**Instructions for the task**
Search the listing below, and show each line that includes the word "RandomCodes".

**Input**

BEGIN

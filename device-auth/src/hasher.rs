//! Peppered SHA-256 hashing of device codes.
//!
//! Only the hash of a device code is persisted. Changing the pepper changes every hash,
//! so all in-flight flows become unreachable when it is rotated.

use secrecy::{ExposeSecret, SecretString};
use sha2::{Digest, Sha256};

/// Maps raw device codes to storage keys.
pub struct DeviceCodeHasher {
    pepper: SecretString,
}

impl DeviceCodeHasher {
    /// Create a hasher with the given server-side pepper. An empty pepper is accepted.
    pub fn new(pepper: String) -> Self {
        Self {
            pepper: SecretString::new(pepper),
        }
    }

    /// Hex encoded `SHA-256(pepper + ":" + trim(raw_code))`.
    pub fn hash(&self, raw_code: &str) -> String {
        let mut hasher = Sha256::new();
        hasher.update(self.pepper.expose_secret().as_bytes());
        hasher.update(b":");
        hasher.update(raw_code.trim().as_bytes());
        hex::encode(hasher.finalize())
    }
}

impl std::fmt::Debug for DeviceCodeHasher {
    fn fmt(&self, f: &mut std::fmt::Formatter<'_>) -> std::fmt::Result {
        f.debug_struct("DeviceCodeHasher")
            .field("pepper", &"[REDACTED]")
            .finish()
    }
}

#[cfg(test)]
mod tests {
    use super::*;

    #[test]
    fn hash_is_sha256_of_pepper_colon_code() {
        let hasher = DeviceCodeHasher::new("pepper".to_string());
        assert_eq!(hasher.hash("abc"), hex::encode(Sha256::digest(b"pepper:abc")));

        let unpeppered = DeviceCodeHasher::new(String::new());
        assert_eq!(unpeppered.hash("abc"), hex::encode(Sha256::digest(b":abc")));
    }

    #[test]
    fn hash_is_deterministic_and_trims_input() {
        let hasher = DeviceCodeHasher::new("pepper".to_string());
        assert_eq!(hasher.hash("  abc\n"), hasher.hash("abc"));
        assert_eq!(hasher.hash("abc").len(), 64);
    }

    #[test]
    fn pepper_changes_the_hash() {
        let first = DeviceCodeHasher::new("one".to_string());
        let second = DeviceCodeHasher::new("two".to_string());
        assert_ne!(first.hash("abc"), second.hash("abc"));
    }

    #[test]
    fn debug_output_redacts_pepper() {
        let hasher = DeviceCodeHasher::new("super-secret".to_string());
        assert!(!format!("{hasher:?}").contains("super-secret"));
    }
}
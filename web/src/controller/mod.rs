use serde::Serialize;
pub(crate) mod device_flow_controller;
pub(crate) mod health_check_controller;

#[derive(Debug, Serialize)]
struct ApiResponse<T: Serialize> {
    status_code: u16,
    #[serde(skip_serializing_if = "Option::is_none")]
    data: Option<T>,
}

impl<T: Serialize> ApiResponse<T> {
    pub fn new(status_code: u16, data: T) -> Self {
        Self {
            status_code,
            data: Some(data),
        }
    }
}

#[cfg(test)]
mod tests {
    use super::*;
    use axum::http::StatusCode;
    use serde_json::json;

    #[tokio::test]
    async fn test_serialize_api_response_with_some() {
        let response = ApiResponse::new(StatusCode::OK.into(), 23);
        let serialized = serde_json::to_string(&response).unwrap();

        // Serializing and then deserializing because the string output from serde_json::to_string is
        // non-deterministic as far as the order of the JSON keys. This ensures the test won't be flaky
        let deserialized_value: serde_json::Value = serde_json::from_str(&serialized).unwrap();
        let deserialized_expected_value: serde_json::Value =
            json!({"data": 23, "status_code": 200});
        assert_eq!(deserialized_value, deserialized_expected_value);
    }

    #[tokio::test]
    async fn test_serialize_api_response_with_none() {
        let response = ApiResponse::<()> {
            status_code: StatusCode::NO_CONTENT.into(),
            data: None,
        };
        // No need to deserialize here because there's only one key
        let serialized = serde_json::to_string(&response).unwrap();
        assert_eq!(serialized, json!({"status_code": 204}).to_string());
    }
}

END
BEGIN

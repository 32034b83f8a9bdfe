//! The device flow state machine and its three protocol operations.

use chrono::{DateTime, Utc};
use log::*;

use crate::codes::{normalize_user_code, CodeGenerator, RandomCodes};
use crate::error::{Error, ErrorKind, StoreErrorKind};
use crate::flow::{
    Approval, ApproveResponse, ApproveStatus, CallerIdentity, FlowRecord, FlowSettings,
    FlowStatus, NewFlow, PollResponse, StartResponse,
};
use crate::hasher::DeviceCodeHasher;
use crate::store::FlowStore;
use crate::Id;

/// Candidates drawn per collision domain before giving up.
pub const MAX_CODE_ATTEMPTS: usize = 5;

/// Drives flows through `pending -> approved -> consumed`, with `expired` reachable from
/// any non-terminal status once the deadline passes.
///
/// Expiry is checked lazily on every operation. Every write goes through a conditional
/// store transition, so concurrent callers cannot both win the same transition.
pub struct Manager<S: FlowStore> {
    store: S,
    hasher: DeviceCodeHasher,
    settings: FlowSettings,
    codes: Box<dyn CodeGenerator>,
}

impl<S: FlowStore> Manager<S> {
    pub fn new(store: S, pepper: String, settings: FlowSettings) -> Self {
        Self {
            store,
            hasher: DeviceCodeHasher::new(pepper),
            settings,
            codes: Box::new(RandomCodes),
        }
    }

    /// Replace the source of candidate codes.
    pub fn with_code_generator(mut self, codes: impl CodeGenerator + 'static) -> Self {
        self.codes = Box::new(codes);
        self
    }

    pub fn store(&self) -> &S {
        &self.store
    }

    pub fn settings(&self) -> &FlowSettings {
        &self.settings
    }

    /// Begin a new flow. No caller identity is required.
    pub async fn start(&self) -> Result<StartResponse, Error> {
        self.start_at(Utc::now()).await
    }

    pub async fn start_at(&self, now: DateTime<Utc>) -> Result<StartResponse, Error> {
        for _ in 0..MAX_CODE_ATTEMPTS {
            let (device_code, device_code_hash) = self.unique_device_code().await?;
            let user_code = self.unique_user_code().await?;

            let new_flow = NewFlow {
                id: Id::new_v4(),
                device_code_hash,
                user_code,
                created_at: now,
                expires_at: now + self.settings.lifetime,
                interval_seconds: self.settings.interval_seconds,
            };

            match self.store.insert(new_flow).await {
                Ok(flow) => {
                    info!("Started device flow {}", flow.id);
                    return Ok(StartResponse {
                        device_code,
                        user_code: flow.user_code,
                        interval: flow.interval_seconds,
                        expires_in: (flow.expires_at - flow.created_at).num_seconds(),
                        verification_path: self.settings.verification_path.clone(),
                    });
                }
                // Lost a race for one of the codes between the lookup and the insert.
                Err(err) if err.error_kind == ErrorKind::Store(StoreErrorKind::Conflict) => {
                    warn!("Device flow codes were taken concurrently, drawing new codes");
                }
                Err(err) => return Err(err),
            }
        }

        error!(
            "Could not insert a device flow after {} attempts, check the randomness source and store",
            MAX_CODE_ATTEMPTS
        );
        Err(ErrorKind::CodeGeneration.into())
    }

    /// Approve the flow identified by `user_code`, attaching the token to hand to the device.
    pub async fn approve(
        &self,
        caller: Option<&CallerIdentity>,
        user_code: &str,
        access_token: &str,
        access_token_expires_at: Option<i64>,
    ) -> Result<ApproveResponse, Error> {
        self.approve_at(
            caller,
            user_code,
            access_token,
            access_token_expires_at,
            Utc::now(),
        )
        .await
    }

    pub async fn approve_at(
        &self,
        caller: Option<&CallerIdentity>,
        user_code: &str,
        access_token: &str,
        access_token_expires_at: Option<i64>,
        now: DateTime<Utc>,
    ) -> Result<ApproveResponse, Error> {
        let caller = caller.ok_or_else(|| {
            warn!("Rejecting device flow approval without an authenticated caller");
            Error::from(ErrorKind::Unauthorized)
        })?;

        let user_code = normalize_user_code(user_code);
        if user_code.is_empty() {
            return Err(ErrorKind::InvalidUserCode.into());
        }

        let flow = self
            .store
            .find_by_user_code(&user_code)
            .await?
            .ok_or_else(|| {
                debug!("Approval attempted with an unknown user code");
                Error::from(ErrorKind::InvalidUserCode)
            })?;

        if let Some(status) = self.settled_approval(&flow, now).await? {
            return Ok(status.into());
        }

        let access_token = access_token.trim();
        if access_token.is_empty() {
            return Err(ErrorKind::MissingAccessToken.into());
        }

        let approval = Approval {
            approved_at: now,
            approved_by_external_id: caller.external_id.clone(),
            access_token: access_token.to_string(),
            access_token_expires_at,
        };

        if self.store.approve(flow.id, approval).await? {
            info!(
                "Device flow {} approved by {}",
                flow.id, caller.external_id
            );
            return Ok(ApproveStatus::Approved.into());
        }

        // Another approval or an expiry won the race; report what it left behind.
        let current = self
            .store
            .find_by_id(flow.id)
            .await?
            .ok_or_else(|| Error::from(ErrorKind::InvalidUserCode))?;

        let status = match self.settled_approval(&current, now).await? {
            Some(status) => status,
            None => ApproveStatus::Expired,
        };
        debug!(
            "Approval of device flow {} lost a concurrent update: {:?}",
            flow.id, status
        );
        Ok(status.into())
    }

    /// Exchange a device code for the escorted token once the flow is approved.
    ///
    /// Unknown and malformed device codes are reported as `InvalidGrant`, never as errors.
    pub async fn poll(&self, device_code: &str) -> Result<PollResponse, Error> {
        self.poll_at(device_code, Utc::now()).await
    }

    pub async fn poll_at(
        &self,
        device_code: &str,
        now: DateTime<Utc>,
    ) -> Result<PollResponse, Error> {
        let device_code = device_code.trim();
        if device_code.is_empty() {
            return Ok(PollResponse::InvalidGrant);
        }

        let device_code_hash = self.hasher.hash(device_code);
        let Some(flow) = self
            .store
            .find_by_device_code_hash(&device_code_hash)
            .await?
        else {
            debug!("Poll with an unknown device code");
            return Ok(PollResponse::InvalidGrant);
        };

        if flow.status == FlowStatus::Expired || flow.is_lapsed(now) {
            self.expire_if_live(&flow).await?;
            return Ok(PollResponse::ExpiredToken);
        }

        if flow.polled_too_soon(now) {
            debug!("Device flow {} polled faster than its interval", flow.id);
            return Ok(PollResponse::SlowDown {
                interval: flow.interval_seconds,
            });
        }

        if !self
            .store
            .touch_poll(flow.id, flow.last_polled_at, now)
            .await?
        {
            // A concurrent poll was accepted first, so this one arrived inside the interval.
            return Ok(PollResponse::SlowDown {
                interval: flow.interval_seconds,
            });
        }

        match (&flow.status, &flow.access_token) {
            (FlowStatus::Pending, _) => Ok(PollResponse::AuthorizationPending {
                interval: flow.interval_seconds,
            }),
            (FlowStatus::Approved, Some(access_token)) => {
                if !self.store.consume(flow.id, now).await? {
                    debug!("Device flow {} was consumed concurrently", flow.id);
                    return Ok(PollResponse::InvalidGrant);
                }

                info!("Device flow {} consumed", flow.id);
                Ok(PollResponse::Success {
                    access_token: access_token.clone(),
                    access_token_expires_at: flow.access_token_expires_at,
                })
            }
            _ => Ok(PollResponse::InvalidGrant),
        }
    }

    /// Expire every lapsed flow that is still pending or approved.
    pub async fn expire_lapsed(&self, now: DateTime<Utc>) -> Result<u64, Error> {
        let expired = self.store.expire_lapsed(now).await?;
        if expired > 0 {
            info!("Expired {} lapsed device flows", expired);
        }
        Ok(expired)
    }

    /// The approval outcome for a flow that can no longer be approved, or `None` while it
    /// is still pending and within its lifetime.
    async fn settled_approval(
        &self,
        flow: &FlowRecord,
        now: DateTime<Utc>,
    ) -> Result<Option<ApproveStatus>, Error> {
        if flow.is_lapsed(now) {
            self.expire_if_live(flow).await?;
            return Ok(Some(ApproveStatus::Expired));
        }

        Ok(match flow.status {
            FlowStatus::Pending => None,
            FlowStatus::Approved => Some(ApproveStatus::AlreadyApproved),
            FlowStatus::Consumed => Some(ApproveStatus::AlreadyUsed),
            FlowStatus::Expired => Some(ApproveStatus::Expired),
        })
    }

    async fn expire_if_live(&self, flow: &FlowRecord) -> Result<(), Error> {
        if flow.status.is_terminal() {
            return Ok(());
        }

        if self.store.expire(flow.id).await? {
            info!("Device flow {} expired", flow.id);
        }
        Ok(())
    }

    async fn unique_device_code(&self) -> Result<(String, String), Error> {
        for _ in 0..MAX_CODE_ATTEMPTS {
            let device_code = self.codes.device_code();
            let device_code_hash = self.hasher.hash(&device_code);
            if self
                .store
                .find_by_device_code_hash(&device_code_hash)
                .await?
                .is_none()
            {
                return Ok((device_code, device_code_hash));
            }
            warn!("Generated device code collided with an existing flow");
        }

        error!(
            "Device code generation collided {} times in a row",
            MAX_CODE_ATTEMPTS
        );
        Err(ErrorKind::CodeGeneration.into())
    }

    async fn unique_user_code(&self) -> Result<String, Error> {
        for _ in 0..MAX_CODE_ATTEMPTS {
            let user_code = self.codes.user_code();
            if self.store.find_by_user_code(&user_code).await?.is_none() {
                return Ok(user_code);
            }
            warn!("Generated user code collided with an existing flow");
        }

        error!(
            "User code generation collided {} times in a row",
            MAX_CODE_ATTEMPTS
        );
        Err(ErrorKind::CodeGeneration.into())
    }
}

END
BEGIN

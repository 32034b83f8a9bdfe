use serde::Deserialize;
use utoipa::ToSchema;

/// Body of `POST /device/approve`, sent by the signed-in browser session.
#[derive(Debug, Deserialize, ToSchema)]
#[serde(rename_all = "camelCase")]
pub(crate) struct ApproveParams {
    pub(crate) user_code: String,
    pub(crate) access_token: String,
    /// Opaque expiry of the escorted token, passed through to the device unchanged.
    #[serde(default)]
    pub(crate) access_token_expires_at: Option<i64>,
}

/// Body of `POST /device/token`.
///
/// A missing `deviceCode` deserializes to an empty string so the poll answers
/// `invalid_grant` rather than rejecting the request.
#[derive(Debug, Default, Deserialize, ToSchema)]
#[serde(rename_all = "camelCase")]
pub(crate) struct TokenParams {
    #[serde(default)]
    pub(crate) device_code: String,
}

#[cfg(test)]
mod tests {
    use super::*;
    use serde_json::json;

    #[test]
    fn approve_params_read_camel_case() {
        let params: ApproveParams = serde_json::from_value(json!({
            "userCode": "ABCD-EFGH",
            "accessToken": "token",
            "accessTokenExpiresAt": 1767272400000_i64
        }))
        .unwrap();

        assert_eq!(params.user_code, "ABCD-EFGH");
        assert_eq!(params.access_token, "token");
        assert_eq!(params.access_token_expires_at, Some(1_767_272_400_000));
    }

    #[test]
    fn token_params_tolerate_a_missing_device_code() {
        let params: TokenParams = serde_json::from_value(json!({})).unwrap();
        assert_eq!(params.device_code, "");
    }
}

END

**Output**
use crate::codes::{normalize_user_code, CodeGenerator, RandomCodes};
            codes: Box::new(RandomCodes),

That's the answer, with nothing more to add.